Input data below:

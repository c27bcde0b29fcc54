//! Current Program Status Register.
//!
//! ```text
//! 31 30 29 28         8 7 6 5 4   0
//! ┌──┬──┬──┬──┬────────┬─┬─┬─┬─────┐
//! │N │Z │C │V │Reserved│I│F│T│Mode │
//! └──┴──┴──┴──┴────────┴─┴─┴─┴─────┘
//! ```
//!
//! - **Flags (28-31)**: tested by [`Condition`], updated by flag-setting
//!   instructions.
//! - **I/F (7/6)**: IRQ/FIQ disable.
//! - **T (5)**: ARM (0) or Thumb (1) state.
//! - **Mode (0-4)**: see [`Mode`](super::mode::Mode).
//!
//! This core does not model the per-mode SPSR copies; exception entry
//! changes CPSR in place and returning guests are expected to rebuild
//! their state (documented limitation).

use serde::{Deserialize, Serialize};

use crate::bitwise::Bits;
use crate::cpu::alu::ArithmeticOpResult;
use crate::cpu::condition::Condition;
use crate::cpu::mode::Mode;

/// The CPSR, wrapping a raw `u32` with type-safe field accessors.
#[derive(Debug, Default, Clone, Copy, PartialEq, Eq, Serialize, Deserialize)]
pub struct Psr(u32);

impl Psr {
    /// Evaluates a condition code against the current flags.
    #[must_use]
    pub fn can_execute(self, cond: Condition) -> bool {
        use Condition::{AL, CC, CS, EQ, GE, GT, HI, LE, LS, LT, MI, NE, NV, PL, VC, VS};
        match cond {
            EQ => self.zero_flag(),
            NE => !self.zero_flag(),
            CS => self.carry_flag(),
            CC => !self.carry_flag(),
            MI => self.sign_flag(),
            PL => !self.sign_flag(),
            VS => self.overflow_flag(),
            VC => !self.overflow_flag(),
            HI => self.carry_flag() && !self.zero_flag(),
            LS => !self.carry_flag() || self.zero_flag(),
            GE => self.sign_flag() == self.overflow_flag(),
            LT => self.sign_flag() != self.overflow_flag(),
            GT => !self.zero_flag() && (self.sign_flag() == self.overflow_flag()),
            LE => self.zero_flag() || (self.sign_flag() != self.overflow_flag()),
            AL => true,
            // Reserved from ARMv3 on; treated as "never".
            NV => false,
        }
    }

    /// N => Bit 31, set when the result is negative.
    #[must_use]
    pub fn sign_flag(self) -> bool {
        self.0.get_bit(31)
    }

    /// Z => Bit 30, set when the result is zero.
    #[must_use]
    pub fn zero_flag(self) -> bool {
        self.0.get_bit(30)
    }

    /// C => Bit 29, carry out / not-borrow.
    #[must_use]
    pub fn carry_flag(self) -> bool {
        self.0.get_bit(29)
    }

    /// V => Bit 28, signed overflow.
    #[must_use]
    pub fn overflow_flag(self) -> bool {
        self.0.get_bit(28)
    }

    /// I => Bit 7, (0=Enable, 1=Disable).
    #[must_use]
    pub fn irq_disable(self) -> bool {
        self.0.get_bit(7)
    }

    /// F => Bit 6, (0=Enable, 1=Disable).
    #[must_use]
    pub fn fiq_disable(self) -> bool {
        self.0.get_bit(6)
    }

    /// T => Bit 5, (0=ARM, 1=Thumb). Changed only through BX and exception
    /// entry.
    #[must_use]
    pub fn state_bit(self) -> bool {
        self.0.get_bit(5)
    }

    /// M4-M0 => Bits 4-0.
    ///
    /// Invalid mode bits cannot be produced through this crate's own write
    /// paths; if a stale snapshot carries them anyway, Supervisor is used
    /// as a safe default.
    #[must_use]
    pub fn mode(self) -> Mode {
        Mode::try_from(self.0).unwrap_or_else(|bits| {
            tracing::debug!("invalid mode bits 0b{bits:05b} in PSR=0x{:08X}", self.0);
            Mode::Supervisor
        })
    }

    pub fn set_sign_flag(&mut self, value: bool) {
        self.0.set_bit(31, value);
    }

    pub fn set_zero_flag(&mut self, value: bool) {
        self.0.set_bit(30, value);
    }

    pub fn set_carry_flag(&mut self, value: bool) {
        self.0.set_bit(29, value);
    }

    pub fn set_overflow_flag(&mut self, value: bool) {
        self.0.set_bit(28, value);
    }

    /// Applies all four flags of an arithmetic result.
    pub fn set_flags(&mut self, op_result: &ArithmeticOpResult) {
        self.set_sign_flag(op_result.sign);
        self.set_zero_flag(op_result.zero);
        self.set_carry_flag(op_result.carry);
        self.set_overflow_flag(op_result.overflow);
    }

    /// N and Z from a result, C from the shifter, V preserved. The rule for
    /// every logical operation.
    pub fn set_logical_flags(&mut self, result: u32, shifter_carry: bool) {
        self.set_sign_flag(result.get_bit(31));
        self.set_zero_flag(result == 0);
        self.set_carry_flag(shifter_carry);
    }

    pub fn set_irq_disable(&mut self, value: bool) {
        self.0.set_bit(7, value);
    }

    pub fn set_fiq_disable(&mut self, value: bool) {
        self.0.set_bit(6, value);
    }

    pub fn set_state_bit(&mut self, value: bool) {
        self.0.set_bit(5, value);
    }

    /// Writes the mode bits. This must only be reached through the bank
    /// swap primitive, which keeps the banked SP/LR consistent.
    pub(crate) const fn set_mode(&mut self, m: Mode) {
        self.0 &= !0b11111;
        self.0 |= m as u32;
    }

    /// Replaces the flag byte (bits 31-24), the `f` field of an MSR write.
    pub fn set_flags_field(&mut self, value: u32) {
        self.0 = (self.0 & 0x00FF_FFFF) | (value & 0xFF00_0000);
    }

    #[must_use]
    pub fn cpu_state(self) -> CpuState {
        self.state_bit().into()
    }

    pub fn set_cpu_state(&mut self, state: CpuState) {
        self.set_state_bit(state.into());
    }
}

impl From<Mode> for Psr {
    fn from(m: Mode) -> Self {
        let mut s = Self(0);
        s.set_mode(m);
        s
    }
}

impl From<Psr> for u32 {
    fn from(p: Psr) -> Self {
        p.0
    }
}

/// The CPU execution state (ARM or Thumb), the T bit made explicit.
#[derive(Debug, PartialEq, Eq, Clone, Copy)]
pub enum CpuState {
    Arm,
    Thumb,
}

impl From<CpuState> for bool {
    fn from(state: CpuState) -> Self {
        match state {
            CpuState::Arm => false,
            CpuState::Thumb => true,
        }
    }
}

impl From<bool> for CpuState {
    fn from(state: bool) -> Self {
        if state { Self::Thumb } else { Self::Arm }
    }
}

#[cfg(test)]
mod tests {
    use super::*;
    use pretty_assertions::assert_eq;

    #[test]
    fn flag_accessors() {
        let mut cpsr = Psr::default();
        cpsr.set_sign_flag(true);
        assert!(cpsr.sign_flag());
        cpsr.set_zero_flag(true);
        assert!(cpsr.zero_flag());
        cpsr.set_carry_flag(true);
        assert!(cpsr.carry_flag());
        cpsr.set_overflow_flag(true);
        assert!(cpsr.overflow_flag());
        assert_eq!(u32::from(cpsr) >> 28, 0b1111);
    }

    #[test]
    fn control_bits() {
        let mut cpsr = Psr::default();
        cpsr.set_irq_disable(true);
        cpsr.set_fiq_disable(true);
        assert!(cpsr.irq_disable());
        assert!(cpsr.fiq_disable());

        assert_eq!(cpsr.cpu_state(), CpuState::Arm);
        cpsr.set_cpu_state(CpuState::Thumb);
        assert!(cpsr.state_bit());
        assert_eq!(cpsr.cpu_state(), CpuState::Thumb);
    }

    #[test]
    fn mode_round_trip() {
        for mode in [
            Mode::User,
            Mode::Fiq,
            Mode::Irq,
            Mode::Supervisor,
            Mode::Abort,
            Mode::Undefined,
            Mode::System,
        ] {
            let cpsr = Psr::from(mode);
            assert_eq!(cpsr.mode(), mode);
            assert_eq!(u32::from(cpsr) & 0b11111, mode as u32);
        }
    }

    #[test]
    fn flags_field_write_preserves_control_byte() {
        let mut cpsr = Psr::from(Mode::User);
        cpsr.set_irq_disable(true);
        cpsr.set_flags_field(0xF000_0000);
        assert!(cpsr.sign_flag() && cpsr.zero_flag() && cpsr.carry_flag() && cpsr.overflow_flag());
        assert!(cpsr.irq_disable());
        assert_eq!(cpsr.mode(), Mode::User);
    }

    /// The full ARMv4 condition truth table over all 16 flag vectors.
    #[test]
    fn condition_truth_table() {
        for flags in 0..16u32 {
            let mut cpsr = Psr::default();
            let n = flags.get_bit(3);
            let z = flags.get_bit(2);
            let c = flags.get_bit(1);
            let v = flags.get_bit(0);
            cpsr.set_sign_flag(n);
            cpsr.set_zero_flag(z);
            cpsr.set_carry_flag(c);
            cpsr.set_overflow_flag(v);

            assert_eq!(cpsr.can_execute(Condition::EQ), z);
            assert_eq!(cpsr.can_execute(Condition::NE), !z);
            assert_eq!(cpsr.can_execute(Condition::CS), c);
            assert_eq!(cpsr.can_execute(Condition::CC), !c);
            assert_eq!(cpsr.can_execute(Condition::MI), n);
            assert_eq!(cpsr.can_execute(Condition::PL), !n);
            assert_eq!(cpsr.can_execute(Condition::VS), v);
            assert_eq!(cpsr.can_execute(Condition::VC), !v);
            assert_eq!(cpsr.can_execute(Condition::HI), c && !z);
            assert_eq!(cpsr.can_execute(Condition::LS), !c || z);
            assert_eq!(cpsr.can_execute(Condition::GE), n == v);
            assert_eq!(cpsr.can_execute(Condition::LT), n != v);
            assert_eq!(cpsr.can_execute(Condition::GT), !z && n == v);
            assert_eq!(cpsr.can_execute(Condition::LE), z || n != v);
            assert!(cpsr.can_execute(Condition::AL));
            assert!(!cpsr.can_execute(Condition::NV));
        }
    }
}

End of Input data.
Input data below:

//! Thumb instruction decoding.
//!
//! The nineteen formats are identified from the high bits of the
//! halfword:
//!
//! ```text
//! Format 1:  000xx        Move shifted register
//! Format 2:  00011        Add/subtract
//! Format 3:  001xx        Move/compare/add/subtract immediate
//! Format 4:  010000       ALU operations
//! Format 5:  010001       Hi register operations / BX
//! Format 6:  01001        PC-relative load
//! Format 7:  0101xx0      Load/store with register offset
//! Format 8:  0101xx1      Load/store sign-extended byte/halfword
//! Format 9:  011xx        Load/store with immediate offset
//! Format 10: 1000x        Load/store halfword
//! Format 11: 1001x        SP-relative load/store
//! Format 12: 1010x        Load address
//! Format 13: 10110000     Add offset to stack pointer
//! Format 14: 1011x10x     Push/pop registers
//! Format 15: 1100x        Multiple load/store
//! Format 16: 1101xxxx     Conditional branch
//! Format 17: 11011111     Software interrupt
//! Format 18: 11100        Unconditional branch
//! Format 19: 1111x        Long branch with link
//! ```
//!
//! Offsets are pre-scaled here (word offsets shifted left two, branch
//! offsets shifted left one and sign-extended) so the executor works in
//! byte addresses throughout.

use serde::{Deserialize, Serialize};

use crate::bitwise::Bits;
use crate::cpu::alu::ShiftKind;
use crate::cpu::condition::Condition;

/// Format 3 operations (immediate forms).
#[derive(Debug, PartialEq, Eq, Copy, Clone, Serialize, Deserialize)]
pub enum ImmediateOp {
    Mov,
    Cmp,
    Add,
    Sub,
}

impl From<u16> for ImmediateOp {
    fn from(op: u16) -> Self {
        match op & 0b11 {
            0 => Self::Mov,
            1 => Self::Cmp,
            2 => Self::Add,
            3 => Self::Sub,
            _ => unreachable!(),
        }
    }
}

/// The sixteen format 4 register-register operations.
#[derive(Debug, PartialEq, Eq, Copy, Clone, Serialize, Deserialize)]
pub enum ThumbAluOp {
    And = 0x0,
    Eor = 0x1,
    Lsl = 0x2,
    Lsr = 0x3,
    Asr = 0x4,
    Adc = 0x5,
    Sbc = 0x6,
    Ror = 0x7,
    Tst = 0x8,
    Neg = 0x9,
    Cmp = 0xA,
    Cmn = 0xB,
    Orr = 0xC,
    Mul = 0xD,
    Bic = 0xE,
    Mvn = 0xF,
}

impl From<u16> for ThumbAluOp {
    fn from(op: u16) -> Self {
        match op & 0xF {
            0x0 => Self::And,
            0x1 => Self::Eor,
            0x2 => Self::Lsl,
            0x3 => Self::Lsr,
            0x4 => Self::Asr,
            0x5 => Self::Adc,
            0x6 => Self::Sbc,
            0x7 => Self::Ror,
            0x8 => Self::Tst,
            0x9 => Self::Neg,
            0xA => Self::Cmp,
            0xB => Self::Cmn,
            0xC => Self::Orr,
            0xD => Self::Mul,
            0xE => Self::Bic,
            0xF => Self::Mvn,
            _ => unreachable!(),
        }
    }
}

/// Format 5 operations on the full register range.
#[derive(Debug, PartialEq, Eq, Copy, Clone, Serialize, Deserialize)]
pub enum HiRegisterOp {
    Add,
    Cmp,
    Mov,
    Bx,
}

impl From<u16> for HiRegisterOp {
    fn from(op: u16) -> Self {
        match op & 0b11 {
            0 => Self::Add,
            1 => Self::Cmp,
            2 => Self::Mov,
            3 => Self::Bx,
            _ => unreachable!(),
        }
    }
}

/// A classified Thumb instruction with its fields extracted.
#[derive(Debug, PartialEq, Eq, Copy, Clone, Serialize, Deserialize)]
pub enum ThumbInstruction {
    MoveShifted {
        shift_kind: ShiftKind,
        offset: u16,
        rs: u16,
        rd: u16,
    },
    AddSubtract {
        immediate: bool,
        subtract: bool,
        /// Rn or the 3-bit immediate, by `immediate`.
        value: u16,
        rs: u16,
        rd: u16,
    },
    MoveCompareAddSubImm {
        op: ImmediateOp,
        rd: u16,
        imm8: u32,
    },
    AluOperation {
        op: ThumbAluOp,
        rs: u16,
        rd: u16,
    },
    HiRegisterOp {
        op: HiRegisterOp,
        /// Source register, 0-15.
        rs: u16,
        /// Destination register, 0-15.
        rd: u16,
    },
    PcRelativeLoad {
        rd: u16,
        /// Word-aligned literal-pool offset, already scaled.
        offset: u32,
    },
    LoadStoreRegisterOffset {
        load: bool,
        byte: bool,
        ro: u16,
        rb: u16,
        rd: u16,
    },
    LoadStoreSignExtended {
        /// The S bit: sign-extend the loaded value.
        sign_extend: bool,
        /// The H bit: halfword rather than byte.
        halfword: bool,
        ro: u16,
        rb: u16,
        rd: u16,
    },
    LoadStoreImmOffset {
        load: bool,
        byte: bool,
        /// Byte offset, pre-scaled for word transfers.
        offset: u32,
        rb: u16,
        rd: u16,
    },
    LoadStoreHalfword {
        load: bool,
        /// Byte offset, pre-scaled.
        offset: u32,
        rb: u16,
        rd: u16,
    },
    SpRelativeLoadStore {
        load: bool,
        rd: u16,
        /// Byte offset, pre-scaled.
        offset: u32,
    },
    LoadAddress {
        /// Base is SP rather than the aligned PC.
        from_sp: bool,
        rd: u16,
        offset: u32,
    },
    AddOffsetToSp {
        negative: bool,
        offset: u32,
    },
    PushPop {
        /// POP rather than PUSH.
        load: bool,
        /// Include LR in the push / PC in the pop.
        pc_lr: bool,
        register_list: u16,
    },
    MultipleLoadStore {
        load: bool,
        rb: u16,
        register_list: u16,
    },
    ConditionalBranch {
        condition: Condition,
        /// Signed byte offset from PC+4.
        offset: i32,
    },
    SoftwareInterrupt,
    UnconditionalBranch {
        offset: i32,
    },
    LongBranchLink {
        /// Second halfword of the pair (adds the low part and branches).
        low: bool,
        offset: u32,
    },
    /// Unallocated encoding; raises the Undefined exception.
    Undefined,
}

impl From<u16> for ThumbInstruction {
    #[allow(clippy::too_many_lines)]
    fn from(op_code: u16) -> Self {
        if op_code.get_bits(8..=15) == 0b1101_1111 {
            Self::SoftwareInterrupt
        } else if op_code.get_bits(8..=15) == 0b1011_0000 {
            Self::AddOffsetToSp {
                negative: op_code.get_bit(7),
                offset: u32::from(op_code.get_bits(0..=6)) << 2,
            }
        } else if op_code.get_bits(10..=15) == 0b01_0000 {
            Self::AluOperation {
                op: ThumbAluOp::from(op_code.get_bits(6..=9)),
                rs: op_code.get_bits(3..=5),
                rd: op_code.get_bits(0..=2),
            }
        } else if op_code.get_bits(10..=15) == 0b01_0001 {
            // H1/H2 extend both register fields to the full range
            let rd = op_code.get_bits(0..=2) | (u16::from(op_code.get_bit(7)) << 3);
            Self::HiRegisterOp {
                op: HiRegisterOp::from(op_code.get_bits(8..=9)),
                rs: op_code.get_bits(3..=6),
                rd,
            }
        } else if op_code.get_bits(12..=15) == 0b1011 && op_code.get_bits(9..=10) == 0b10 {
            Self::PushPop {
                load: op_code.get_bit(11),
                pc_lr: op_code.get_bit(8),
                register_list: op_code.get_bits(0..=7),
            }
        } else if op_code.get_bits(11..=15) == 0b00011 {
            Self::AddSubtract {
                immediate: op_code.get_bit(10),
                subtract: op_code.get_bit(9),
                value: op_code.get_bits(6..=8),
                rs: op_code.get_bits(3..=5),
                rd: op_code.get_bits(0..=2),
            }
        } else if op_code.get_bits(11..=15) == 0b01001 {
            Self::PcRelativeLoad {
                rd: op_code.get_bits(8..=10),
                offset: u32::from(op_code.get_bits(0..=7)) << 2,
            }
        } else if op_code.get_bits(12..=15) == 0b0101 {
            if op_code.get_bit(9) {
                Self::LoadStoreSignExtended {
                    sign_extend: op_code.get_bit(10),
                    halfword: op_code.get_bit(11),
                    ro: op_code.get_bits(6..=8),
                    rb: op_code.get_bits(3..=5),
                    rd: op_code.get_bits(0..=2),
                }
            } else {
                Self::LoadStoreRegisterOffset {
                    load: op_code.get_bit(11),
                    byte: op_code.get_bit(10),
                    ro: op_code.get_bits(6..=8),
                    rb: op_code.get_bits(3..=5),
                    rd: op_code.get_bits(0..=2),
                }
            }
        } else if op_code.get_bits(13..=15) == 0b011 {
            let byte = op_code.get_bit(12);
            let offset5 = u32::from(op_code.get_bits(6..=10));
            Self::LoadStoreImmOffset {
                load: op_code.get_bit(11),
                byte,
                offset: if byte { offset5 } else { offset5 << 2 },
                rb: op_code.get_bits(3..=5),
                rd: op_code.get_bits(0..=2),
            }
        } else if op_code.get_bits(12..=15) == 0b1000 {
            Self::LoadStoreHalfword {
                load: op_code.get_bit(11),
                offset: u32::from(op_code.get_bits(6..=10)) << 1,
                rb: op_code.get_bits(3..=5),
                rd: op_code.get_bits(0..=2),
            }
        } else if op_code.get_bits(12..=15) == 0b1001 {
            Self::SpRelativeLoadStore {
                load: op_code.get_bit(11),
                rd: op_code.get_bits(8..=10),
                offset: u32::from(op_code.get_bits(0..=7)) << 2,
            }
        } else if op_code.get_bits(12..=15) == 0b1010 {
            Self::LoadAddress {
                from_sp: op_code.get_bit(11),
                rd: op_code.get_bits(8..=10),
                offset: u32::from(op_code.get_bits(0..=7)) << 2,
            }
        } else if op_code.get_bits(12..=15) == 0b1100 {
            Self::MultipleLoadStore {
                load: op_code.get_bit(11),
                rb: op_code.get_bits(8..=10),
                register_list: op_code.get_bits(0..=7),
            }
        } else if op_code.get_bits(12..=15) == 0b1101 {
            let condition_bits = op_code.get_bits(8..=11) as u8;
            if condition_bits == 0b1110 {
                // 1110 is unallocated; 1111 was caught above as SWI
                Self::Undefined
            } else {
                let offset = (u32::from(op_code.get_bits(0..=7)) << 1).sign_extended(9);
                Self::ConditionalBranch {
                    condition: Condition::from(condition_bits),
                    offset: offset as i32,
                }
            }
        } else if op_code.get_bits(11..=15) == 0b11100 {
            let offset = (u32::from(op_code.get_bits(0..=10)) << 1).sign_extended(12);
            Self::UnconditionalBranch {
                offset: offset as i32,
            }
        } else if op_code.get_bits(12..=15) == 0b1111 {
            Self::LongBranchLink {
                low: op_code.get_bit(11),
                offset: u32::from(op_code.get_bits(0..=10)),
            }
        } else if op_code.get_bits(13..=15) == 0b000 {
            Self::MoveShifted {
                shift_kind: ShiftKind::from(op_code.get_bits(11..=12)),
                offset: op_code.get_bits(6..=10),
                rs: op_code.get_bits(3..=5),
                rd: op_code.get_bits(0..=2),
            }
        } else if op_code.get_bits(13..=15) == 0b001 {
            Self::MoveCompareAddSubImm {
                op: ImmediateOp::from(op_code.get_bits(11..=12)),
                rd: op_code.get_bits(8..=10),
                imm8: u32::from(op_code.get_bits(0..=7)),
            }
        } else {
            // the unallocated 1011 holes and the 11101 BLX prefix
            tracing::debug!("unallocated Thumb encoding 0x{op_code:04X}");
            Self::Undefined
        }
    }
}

End of Input data.
Input data below:

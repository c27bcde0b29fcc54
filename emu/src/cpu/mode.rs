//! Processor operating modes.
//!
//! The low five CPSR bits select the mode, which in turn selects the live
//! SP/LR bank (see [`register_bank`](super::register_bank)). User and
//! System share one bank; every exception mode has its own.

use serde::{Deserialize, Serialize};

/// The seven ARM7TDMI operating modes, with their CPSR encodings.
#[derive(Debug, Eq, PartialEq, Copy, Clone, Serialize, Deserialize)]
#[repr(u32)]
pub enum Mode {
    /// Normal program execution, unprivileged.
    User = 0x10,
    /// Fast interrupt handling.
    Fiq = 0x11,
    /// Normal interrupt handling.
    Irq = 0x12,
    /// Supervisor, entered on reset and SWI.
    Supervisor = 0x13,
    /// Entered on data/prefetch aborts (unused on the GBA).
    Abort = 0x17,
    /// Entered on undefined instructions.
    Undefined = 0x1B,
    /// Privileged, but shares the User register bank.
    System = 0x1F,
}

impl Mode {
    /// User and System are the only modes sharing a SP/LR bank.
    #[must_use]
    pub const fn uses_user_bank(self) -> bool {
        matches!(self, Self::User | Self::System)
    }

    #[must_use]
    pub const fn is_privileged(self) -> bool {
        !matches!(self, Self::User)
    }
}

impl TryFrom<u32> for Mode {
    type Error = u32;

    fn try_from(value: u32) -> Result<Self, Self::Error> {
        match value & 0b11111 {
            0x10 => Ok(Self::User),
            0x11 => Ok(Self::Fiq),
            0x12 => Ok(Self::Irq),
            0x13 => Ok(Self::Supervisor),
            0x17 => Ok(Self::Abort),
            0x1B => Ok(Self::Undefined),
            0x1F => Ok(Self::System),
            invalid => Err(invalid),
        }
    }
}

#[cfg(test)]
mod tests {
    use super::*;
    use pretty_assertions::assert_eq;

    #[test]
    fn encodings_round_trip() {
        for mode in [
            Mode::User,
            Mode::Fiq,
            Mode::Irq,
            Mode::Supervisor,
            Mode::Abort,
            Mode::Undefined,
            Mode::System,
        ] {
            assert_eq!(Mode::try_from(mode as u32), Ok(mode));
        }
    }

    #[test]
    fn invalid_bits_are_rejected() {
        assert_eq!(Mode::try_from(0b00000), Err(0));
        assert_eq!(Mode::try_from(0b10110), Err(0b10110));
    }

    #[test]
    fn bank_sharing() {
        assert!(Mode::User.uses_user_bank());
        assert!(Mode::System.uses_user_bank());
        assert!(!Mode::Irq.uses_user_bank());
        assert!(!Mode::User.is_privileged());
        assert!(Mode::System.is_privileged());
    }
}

End of Input data.

Problem statement
Could you please give the number of lines in the data above that contain the word "HiRegisterOp"? Only the number is needed.

Answer section
6